Given England venture to Australia and New Zealand for the Four Nations this autumn, a Lions tour in 2015 would have meant a gap of three years between last November’s World Cup final, which attracted a record-breaking sell-out attendance of almost 75,000, and the 2016 Four Nations being played here.

“There have always been a number of options for the international calendar in 2015 all of which are genuinely exciting and, no doubt, once plans are announced in the near future, fans and players alike will be thrilled by the prospect,” Nigel Wood, the Rugby League International Federation chairman told The Yorkshire Post in an exclusive interview.

“The World Cup demonstrated there’s a terrific appetite for rugby league in this country and, after visiting Australia and New Zealand this autumn, it’s right and proper that England get chance to play meaningful fixtures in this country next year.

“Not to do so would leave the England side absent from playing in this country for too long, nearly 36 months in fact.

“Our international players and the national side deserve a better platform and profile than that.

“On a personal level, I’m a firm believer and always have been that we need to find a place for a Lions tour in the international calendar but it has to work for all parties.

“Talks about a Lions tour actually pre-dated the World Cup last year.

“The success of that World Cup in the UK was so outstanding that there would be significant disappointment if the national team did not get to play in this country again before 2016 so we’re looking at all options and will be making an announcement in the very near future.”

Wood, the long-serving RFL chief executive who also took on the RLIF role in May, says there is a clear desire to see Steve McNamara’s England side playing at the likes of Wembley once more.

They missed out on the Old Trafford showpiece due to an agonising last minute semi-final loss to New Zealand in London but such epic encounters can obviously drive the international game forward.

Australia, who won the World Cup with a ruthless destruction of holders New Zealand, have not said yet what their itinerary will be in the 12 months ahead.

Once in every four-year cycle, though, they do tend to give their Test side an off-season break and 2015 is seen as the obvious window for such a respite.

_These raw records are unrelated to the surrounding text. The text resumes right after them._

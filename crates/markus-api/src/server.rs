//! API server implementation.
//!
//! Provides health, ready, metrics and the `/api/v1` portal endpoints.

use std::net::SocketAddr;
use std::sync::Arc;
use std::time::Duration;

use axum::extract::State;
use axum::http::{HeaderValue, Method, StatusCode, header};
use axum::middleware;
use axum::response::IntoResponse;
use axum::routing::get;
use axum::{Json, Router};
use serde::Serialize;
use tower_http::cors::{AllowOrigin, Any, CorsLayer};
use tower_http::trace::TraceLayer;

use markus_core::Result;
use markus_core::store::ParticipantStore;
use markus_core::upload::{MemoryGateway, UploadGateway};
use markus_issuance::coordinator::IssuanceCoordinator;
use markus_issuance::renderer::{ArtifactRenderer, TemplateRenderer};
use markus_sync::synchronizer::Synchronizer;

use crate::config::{Config, CorsConfig};
use crate::session::{MemorySessionStore, SessionStore};
use crate::sync_jobs::SyncJobs;

// ============================================================================
// Health and Ready Responses
// ============================================================================

/// Health check response.
#[derive(Debug, Serialize)]
#[cfg_attr(test, derive(serde::Deserialize))]
pub struct HealthResponse {
    /// Service status.
    pub status: String,
}

/// Readiness check response.
#[derive(Debug, Serialize)]
#[cfg_attr(test, derive(serde::Deserialize))]
pub struct ReadyResponse {
    /// Service readiness status.
    pub ready: bool,
    /// Optional message about readiness state.
    #[serde(skip_serializing_if = "Option::is_none")]
    pub message: Option<String>,
}

// ============================================================================
// Application State
// ============================================================================

/// Shared application state for all request handlers.
pub struct AppState {
    /// Server configuration.
    pub config: Config,
    /// Participant store.
    pub store: ParticipantStore,
    /// Certificate issuance.
    pub coordinator: IssuanceCoordinator,
    /// Admin sessions.
    pub sessions: Arc<dyn SessionStore>,
    /// Background sync runs.
    pub sync: Arc<SyncJobs>,
}

impl std::fmt::Debug for AppState {
    fn fmt(&self, f: &mut std::fmt::Formatter<'_>) -> std::fmt::Result {
        f.debug_struct("AppState")
            .field("config", &self.config)
            .field("store", &self.store)
            .field("coordinator", &self.coordinator)
            .field("sessions", &"<SessionStore>")
            .field("sync", &self.sync)
            .finish()
    }
}

/// Health check endpoint handler.
///
/// Shallow: does not touch the store.
async fn health() -> impl IntoResponse {
    Json(HealthResponse {
        status: "ok".to_string(),
    })
}

/// Readiness check endpoint handler.
///
/// Ready once the participant store answers a trivial query.
async fn ready(State(state): State<Arc<AppState>>) -> impl IntoResponse {
    match state.store.run(|store| store.ping()).await {
        Ok(()) => (
            StatusCode::OK,
            Json(ReadyResponse {
                ready: true,
                message: None,
            }),
        ),
        Err(e) => (
            StatusCode::SERVICE_UNAVAILABLE,
            Json(ReadyResponse {
                ready: false,
                message: Some(format!("participant store unavailable: {e}")),
            }),
        ),
    }
}

async fn openapi_document() -> impl IntoResponse {
    Json(crate::openapi::openapi())
}

// ============================================================================
// Server
// ============================================================================

/// The MarkUs API server.
pub struct Server {
    state: Arc<AppState>,
}

impl std::fmt::Debug for Server {
    fn fmt(&self, f: &mut std::fmt::Formatter<'_>) -> std::fmt::Result {
        f.debug_struct("Server").field("state", &self.state).finish()
    }
}

impl Server {
    /// Creates a new `ServerBuilder` over `store`.
    #[must_use]
    pub fn builder(store: ParticipantStore) -> ServerBuilder {
        ServerBuilder::new(store)
    }

    /// Returns the server configuration.
    #[must_use]
    pub fn config(&self) -> &Config {
        &self.state.config
    }

    /// Creates the router with all routes and middleware.
    fn create_router(&self) -> Router {
        let state = Arc::clone(&self.state);
        let cors = self.build_cors_layer();

        let maintenance_layer = middleware::from_fn_with_state(
            Arc::clone(&state),
            crate::maintenance::maintenance_gate,
        );
        let metrics_layer = middleware::from_fn(crate::metrics::metrics_middleware);
        let request_id_layer = middleware::from_fn(crate::context::request_id_middleware);

        Router::new()
            .route("/health", get(health))
            .route("/ready", get(ready))
            .route("/metrics", get(crate::metrics::serve_metrics))
            .route("/openapi.json", get(openapi_document))
            .nest("/api/v1", crate::routes::api_v1_routes())
            // Middleware (order matters): metrics outermost for timing, then
            // request IDs and trace, then CORS, with the gate innermost.
            .layer(maintenance_layer)
            .layer(cors)
            .layer(TraceLayer::new_for_http())
            .layer(request_id_layer)
            .layer(metrics_layer)
            .with_state(state)
    }

    fn build_cors_layer(&self) -> CorsLayer {
        let cors_config = &self.state.config.cors;
        let cors = Self::build_cors_base(cors_config);
        Self::apply_cors_allowed_origins(cors, cors_config)
    }

    fn build_cors_base(cors_config: &CorsConfig) -> CorsLayer {
        CorsLayer::new()
            .allow_methods([
                Method::GET,
                Method::HEAD,
                Method::POST,
                Method::PUT,
                Method::DELETE,
                Method::OPTIONS,
            ])
            .allow_headers([
                header::AUTHORIZATION,
                header::CONTENT_TYPE,
                header::ACCEPT,
                header::HeaderName::from_static("x-request-id"),
            ])
            .expose_headers([
                header::CONTENT_TYPE,
                header::CONTENT_LENGTH,
                header::LOCATION,
                header::RETRY_AFTER,
                header::HeaderName::from_static("x-request-id"),
            ])
            .max_age(Duration::from_secs(cors_config.max_age_seconds))
    }

    fn cors_allows_any_origin(cors_config: &CorsConfig) -> bool {
        cors_config.allowed_origins.len() == 1
            && cors_config
                .allowed_origins
                .first()
                .is_some_and(|origin| origin == "*")
    }

    fn parse_cors_origins(cors_config: &CorsConfig) -> Vec<HeaderValue> {
        let mut allowed = Vec::new();
        for origin in &cors_config.allowed_origins {
            match HeaderValue::from_str(origin) {
                Ok(value) => allowed.push(value),
                Err(_) => {
                    tracing::error!(
                        origin = %origin,
                        "Invalid CORS origin; expected a valid HeaderValue"
                    );
                }
            }
        }
        allowed
    }

    fn apply_cors_allowed_origins(cors: CorsLayer, cors_config: &CorsConfig) -> CorsLayer {
        if cors_config.allowed_origins.is_empty() {
            return cors;
        }

        if Self::cors_allows_any_origin(cors_config) {
            return cors.allow_origin(Any);
        }

        if cors_config
            .allowed_origins
            .iter()
            .any(|origin| origin == "*")
        {
            tracing::error!(
                origins = ?cors_config.allowed_origins,
                "Invalid CORS config: '*' must be the only allowed origin"
            );
            return cors;
        }

        let allowed = Self::parse_cors_origins(cors_config);
        if allowed.is_empty() {
            tracing::warn!("All configured CORS origins were invalid; disabling CORS");
            cors
        } else {
            tracing::info!(origins = ?cors_config.allowed_origins, "CORS configured");
            cors.allow_origin(AllowOrigin::list(allowed))
        }
    }

    /// Starts the server and blocks until it exits.
    ///
    /// Claims left over from a previous process are cleared before the
    /// listener binds.
    ///
    /// # Errors
    ///
    /// Returns an error if the configuration is invalid, the store cannot be
    /// reached or the listener cannot bind.
    pub async fn serve(&self) -> Result<()> {
        self.state.config.validate()?;

        crate::metrics::init_metrics();

        let released = self
            .state
            .store
            .run(|store| store.release_stale_claims())
            .await
            .map_err(|e| markus_core::Error::internal(format!("startup sweep failed: {e}")))?;
        if released > 0 {
            tracing::warn!(released, "released claims left by a previous process");
        }

        let addr = SocketAddr::from(([0, 0, 0, 0], self.state.config.http_port));
        let router = self.create_router();

        tracing::info!(
            http_port = self.state.config.http_port,
            database = %self.state.store.path().display(),
            sync_enabled = self.state.sync.enabled(),
            "Starting MarkUs API server"
        );

        let listener = tokio::net::TcpListener::bind(addr)
            .await
            .map_err(|e| markus_core::Error::internal(format!("failed to bind to {addr}: {e}")))?;

        axum::serve(listener, router)
            .await
            .map_err(|e| markus_core::Error::internal(format!("server error: {e}")))?;

        Ok(())
    }

    /// Builds the router without binding a port, for integration tests.
    #[doc(hidden)]
    pub fn test_router(&self) -> Router {
        self.create_router()
    }
}

/// Builder for constructing a server.
pub struct ServerBuilder {
    config: Config,
    store: ParticipantStore,
    renderer: Option<Arc<dyn ArtifactRenderer>>,
    uploader: Option<Arc<dyn UploadGateway>>,
    sessions: Option<Arc<dyn SessionStore>>,
    synchronizer: Option<Synchronizer>,
}

impl std::fmt::Debug for ServerBuilder {
    fn fmt(&self, f: &mut std::fmt::Formatter<'_>) -> std::fmt::Result {
        f.debug_struct("ServerBuilder")
            .field("config", &self.config)
            .field("store", &self.store)
            .field("renderer", &self.renderer.as_ref().map(|_| "<ArtifactRenderer>"))
            .field("uploader", &self.uploader.as_ref().map(|_| "<UploadGateway>"))
            .field("synchronizer", &self.synchronizer)
            .finish_non_exhaustive()
    }
}

impl ServerBuilder {
    /// Creates a builder with the default configuration.
    #[must_use]
    pub fn new(store: ParticipantStore) -> Self {
        Self {
            config: Config::default(),
            store,
            renderer: None,
            uploader: None,
            sessions: None,
            synchronizer: None,
        }
    }

    /// Replaces the configuration.
    #[must_use]
    pub fn config(mut self, config: Config) -> Self {
        self.config = config;
        self
    }

    /// Sets the HTTP port.
    #[must_use]
    pub fn http_port(mut self, port: u16) -> Self {
        self.config.http_port = port;
        self
    }

    /// Enables or disables debug mode.
    #[must_use]
    pub fn debug(mut self, debug: bool) -> Self {
        self.config.debug = debug;
        self
    }

    /// Sets the certificate renderer. Defaults to a [`TemplateRenderer`]
    /// over the configured template, font and output directory.
    #[must_use]
    pub fn renderer(mut self, renderer: Arc<dyn ArtifactRenderer>) -> Self {
        self.renderer = Some(renderer);
        self
    }

    /// Sets the upload gateway. Defaults to an in-memory gateway.
    #[must_use]
    pub fn uploader(mut self, uploader: Arc<dyn UploadGateway>) -> Self {
        self.uploader = Some(uploader);
        self
    }

    /// Sets the session store. Defaults to an in-memory store using the
    /// configured session lifetime.
    #[must_use]
    pub fn sessions(mut self, sessions: Arc<dyn SessionStore>) -> Self {
        self.sessions = Some(sessions);
        self
    }

    /// Enables admin-triggered sync with `synchronizer`.
    #[must_use]
    pub fn synchronizer(mut self, synchronizer: Synchronizer) -> Self {
        self.synchronizer = Some(synchronizer);
        self
    }

    /// Builds the server.
    #[must_use]
    pub fn build(self) -> Server {
        let config = self.config;
        let renderer = self.renderer.unwrap_or_else(|| {
            Arc::new(TemplateRenderer::new(
                config.template_path.clone(),
                config.font_path.clone(),
                config.generated_dir.clone(),
            ))
        });
        let uploader = self
            .uploader
            .unwrap_or_else(|| Arc::new(MemoryGateway::new()));
        let sessions = self
            .sessions
            .unwrap_or_else(|| Arc::new(MemorySessionStore::new(config.session_ttl())));
        let coordinator = IssuanceCoordinator::new(self.store.clone(), renderer, uploader)
            .with_policy(config.issuance_policy());

        Server {
            state: Arc::new(AppState {
                config,
                store: self.store,
                coordinator,
                sessions,
                sync: Arc::new(SyncJobs::new(self.synchronizer)),
            }),
        }
    }
}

Meanwhile, three months into the role he secured after New Zealander Scott Carter quit for business reasons, Wood is embracing the challenges facing the international game.

“The RLIF is moving on at a great pace with a number of very important initiatives developing, similar to Rugby League’s debut as an exhibition sport in the recent Glasgow Commonwealth Games,” he said.

“The recruitment of a dedicated executive is also in its final stages.

“There is great potential, as yet untapped, for international rugby league to grow and I’m absolutely sure that vision is shared by all rugby league playing nations.

“I was invited last week to address the Rugby League European Federation where there was more than 20 nations involved and a wonderful example of how international rugby league can galvanise new areas for the sport.”

McNamara, meanwhile, is just weeks away from the point where he will have to name his squad for the imminent Four Nations.

The tournament starts with a game against Samoa in Brisbane on October 25 before clashes with Australia and the Kiwis.

Victory there, a first major international success since the 1972 World Cup, would, of course, be the biggest bargaining tool of all.